I'm reading Anna Minton's Ground Control in preparation for a lecture on urban space next week (plus lots of psychogeography and French philosophy, like Perec and Lefebvre - it'll be fun). One of her discussions is about the housing market.

It goes like this. The Tories wouldn't let councils invest money in building new council housing. The private sector was meant to provide. But they didn't because markets don't work. The developers limited supply rather than meeting it, because that increased house prices, making more money for them. The millions of people who are homeless or trapped in bedsits suffer, but who cares.

So the situation is this: New Labour and the current Tories knew very well that there are enough planning permits out there to house everybody. But they know that the developers don't want to use them. So they've… weakened the planning laws even more so that the few bits of the environment protected currently will be opened up for development. The greedy, stupid bastards.

So. I have an idea. Firstly, make planning permission time-limited, like local currencies that expire after a period, to stimulate demand. That way, housing speculators and supermarkets (who buy land to prevent rivals building shops - leaving two massive plots derelict for a decade and counting here in the Land of Pork Scratchings) either build, or lose their permits. Secondly: tax the unused land progressively higher until it's built on. Thirdly: if building isn't under way by the time the permit expires, take the land into public ownership. Compulsory Purchase Orders refer to 'public benefit', so that's really easy.

Of course, I know one MP who'd be horrified by the prospect, one Paul Uppal MP. But then (though he doesn't like to talk about it), he's a multimillionaire property speculator. (By the way, it's two weeks since I asked him what he meant by Liam Fox's 'sterling work in Sri Lanka'. No reply yet!).
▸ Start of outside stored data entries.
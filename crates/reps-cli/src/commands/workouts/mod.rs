pub mod delete;
pub mod list;
pub mod show;
pub mod start;
pub mod update;

pub use delete::handle_delete;
pub use list::handle_list;
pub use show::handle_show;
pub use start::handle_start;
pub use update::handle_update;

use reps_core::storage::ExerciseInstance;

use crate::ui::format_weight;

/// "Bench 3x8 @ 135" style summary of a logged row.
pub(crate) fn describe_exercise(exercise: &ExerciseInstance) -> String {
    let mut line = exercise.name.clone();
    match (exercise.sets, exercise.reps) {
        (Some(sets), Some(reps)) => line.push_str(&format!(" {}x{}", sets, reps)),
        (Some(sets), None) => line.push_str(&format!(" {} sets", sets)),
        (None, Some(reps)) => line.push_str(&format!(" {} reps", reps)),
        (None, None) => {}
    }
    if let Some(weight) = exercise.weight {
        line.push_str(&format!(" @ {}", format_weight(weight)));
    }
    if !exercise.tags.is_empty() {
        line.push_str(&format!(" [{}]", exercise.tags.join(", ")));
    }
    line
}

#[cfg(test)]
mod tests {
    use super::*;

    #[test]
    fn test_describe_exercise() {
        let mut row = ExerciseInstance::new("Bench");
        assert_eq!(describe_exercise(&row), "Bench");

        row.sets = Some(3);
        row.reps = Some(8);
        row.weight = Some(135.0);
        assert_eq!(describe_exercise(&row), "Bench 3x8 @ 135");

        row.tags = vec!["paused".to_string()];
        assert_eq!(describe_exercise(&row), "Bench 3x8 @ 135 [paused]");
    }
}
Readers: can you see any flaw here?

1 comment:

Jason D Jawando said...

Under the current planning laws, permission is time-limited - I think it's five years, but I could be wrong. The situation involving certain supermarket chains and a city in the West Midlands has partly arisen because the chain whose name begins with T couldn't get permission to redevelop the Royal Hospital site when they first bought it in the mid-nineties. The site on the other side of the city centre is the subject of a well-publicised squabble between the two chains and the City Council. The Council has tried to enforce a CPO on this site, but this has been subject to a protracted legal battle.

The idea of taxing owners at a progressively higher rate is attractive, but tax law already attracts some of the finest legal minds, who are well remunerated for devising elaborate ways round the system. Property is particularly complicated in this respect: do you, for example tax the legal owner or the beneficial owner? Unfortunately, I think the only people to benefit from a scheme like this would be lawyers and tax consultants.